Disclaimer: We do not now, nor have we ever owned Naruto legally. We also do not own a spell checker, as you shall soon see. A plotline costs extra.
Sasuke and Naruto awoke the next morning. Sasuke stared groggily into those cerulean eyes that he ad lusted after for so many long, drudging, lengthy, prolonged, wasted years, to ask himself if the events that occurred last night had truly occurred.
"Naruto." He said to his darling.
Naruto sat up and returned the glance. "What's going on? Why am I naked? Why are you naked? What's with the tattoo? What happened? ...Do you have any ramen?"
Sasuke fell into shock. "How could you not remember that wonderful, invigorating, kinkfying, dripping sexy boy love we made last night?"
"Wait a second…what?!"
"Love! We made love Naruto? Have you truly forgotten it so soon?" Sasuke could fell his eyes filling with warm, wet, salty, truly emotional tears. "Shall I remind you, Naruto darling?"
"Uh…okay…so long as you stop calling me 'darling'…"
-Three hours later-
Unbeknownst to the lovers, Gaara stood at the other side of the room. "I didn't know you two were into that sort of stuff."
Sasuke and Naruto blushed, having been caught mid-nasty.
Sasuke finished up and said, "Truly, we're not really into this sort of stuff."
"Then why were the two of you making kinky, hot, explicitly detailed, explosive, and drudgingly slow love?"
"I don't know. Why are you using so many useless, unneeded, repetitive, and redundant adjectives?"
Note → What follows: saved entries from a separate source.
use std::collections::HashMap;

use chrono::{DateTime, Utc};
use serde::Serialize;
use sqlx::PgPool;
use uuid::Uuid;

use crate::error::Result;
use crate::models::question::Question;
use crate::models::quiz_session::QuizSession;
use crate::services::scoring_service::{QuizScore, ScoringService};

/// Per-user aggregate shown on the dashboard.
#[derive(Debug, Clone, Serialize)]
pub struct SessionStats {
    pub total_sessions: i32,
    pub total_points: i32,
    pub average_accuracy: f64,
    pub performance: Vec<QuizPerformance>,
}

#[derive(Debug, Clone, Serialize)]
pub struct QuizPerformance {
    pub quiz_number: i32,
    pub accuracy: f64,
    pub points: i32,
    pub category: String,
    pub completed_at: DateTime<Utc>,
}

#[derive(Clone)]
pub struct SessionService {
    pool: PgPool,
}

impl SessionService {
    pub fn new(pool: PgPool) -> Self {
        Self { pool }
    }

    /// Scores a finished quiz and records it as an immutable session, then
    /// refreshes the owner's stored totals. The stats refresh is
    /// best-effort; a failure there does not lose the session.
    pub async fn complete_quiz(
        &self,
        user_id: Uuid,
        category: &str,
        questions: &[Question],
        selections: &HashMap<usize, Vec<String>>,
        time_spent_seconds: i32,
    ) -> Result<(QuizSession, QuizScore)> {
        let score = ScoringService::score(questions, selections, time_spent_seconds);

        let session = sqlx::query_as::<_, QuizSession>(
            r#"INSERT INTO quiz_sessions
               (user_id, category, total_questions, correct_answers, total_points, time_spent_seconds)
               VALUES ($1, $2, $3, $4, $5, $6)
               RETURNING id, user_id, category, total_questions, correct_answers,
                         total_points, time_spent_seconds, completed_at"#,
        )
        .bind(user_id)
        .bind(category)
        .bind(score.total_questions)
        .bind(score.correct_answers)
        .bind(score.total_points)
        .bind(score.time_spent_seconds)
        .fetch_one(&self.pool)
        .await?;

        if let Err(err) = self.update_user_stats(user_id).await {
            tracing::warn!(error = ?err, %user_id, "failed to refresh user stats");
        }

        tracing::info!(%user_id, category, points = score.total_points, "quiz session recorded");
        Ok((session, score))
    }

    /// The user's sessions, newest first, optionally narrowed to one
    /// category. Read failures degrade to an empty history.
    pub async fn user_sessions(&self, user_id: Uuid, category: Option<&str>) -> Vec<QuizSession> {
        let result = match category {
            Some(category) => {
                sqlx::query_as::<_, QuizSession>(
                    r#"SELECT id, user_id, category, total_questions, correct_answers,
                              total_points, time_spent_seconds, completed_at
                       FROM quiz_sessions
                       WHERE user_id = $1 AND category = $2
                       ORDER BY completed_at DESC"#,
                )
                .bind(user_id)
                .bind(category)
                .fetch_all(&self.pool)
                .await
            }
            None => {
                sqlx::query_as::<_, QuizSession>(
                    r#"SELECT id, user_id, category, total_questions, correct_answers,
                              total_points, time_spent_seconds, completed_at
                       FROM quiz_sessions
                       WHERE user_id = $1
                       ORDER BY completed_at DESC"#,
                )
                .bind(user_id)
                .fetch_all(&self.pool)
                .await
            }
        };

        match result {
            Ok(sessions) => sessions,
            Err(err) => {
                tracing::warn!(error = ?err, %user_id, "failed to load session history");
                Vec::new()
            }
        }
    }

    /// Aggregates the user's full history into dashboard stats. `None`
    /// when the user has no sessions yet, or when the read fails.
    pub async fn user_stats(&self, user_id: Uuid) -> Option<SessionStats> {
        let sessions = sqlx::query_as::<_, QuizSession>(
            r#"SELECT id, user_id, category, total_questions, correct_answers,
                      total_points, time_spent_seconds, completed_at
               FROM quiz_sessions
               WHERE user_id = $1
               ORDER BY completed_at"#,
        )
        .bind(user_id)
        .fetch_all(&self.pool)
        .await;

        let sessions = match sessions {
            Ok(sessions) => sessions,
            Err(err) => {
                tracing::warn!(error = ?err, %user_id, "failed to load sessions for stats");
                return None;
            }
        };

        if sessions.is_empty() {
            return None;
        }

        Some(compute_stats(&sessions))
    }

    /// Recomputes the owner's stored totals from their full session list:
    /// session count, summed points, and the mean of per-session
    /// accuracies (zero-question sessions are left out of the mean).
    pub async fn update_user_stats(&self, user_id: Uuid) -> Result<()> {
        let sessions = sqlx::query_as::<_, QuizSession>(
            r#"SELECT id, user_id, category, total_questions, correct_answers,
                      total_points, time_spent_seconds, completed_at
               FROM quiz_sessions
               WHERE user_id = $1"#,
        )
        .bind(user_id)
        .fetch_all(&self.pool)
        .await?;

        if sessions.is_empty() {
            return Ok(());
        }

        let stats = compute_stats(&sessions);

        sqlx::query(
            r#"UPDATE users
               SET total_quizzes = $2, total_points = $3, average_accuracy = $4,
                   updated_at = NOW()
               WHERE id = $1"#,
        )
        .bind(user_id)
        .bind(stats.total_sessions)
        .bind(stats.total_points)
        .bind(stats.average_accuracy)
        .execute(&self.pool)
        .await?;

        Ok(())
    }
}

fn compute_stats(sessions: &[QuizSession]) -> SessionStats {
    let total_sessions = sessions.len() as i32;
    let total_points: i32 = sessions.iter().map(|s| s.total_points).sum();

    let mut performance = Vec::new();
    let mut accuracies = Vec::new();
    for (idx, session) in sessions.iter().enumerate() {
        if session.total_questions > 0 {
            let accuracy = session.accuracy();
            performance.push(QuizPerformance {
                quiz_number: idx as i32 + 1,
                accuracy,
                points: session.total_points,
                category: session.category.clone(),
                completed_at: session.completed_at,
            });
            accuracies.push(accuracy);
        }
    }

    let average_accuracy = if accuracies.is_empty() {
        0.0
    } else {
        accuracies.iter().sum::<f64>() / accuracies.len() as f64
    };

    SessionStats {
        total_sessions,
        total_points,
        average_accuracy,
        performance,
    }
}

#[cfg(test)]
mod tests {
    use super::*;

    fn session(total: i32, correct: i32, points: i32, category: &str) -> QuizSession {
        QuizSession {
            id: Uuid::new_v4(),
            user_id: Uuid::new_v4(),
            category: category.to_string(),
            total_questions: total,
            correct_answers: correct,
            total_points: points,
            time_spent_seconds: 45,
            completed_at: Utc::now(),
        }
    }

    #[test]
    fn stats_average_is_the_mean_of_per_session_accuracies() {
        let sessions = vec![
            session(5, 4, 52, "Geography"),
            session(4, 1, 10, "Science"),
        ];

        let stats = compute_stats(&sessions);

        assert_eq!(stats.total_sessions, 2);
        assert_eq!(stats.total_points, 62);
        assert_eq!(stats.average_accuracy, 52.5);
        assert_eq!(stats.performance.len(), 2);
        assert_eq!(stats.performance[0].quiz_number, 1);
        assert_eq!(stats.performance[1].category, "Science");
    }

    #[test]
    fn zero_question_sessions_are_excluded_from_the_mean() {
        let sessions = vec![session(5, 5, 50, "Geography"), session(0, 0, 0, "Science")];

        let stats = compute_stats(&sessions);

        assert_eq!(stats.total_sessions, 2);
        assert_eq!(stats.average_accuracy, 100.0);
        assert_eq!(stats.performance.len(), 1);
    }
}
Gaara blushed, having been caught in mid-adjective.
As an attempt to change the subject, Gaara said, "I had no idea you two knew so many different positions. I mean, with most guys, its just doggie style! Sometimes missionary. But I mean, you tow tried it in 69, Cowgirl, London Bridge, Twister, Lollipop, Mongoose Fighting a Cobra, Bingo style, The Toll Booth, The Doorknob, Ninkin style, Alex Trebek style, Chipmunk with a Speech Impediment style, and you even tried it Horny Grandma with Too Much to Drink and a Rubber Band style! Which didn't work out, but it was truly a noble try. I'm impressed. As well as slightly confused. And really horny, now that you mention it."
"We didn't mention it."
Naruto scratched his head (the one on top of his shoulders) and said, "I didn't know they had names."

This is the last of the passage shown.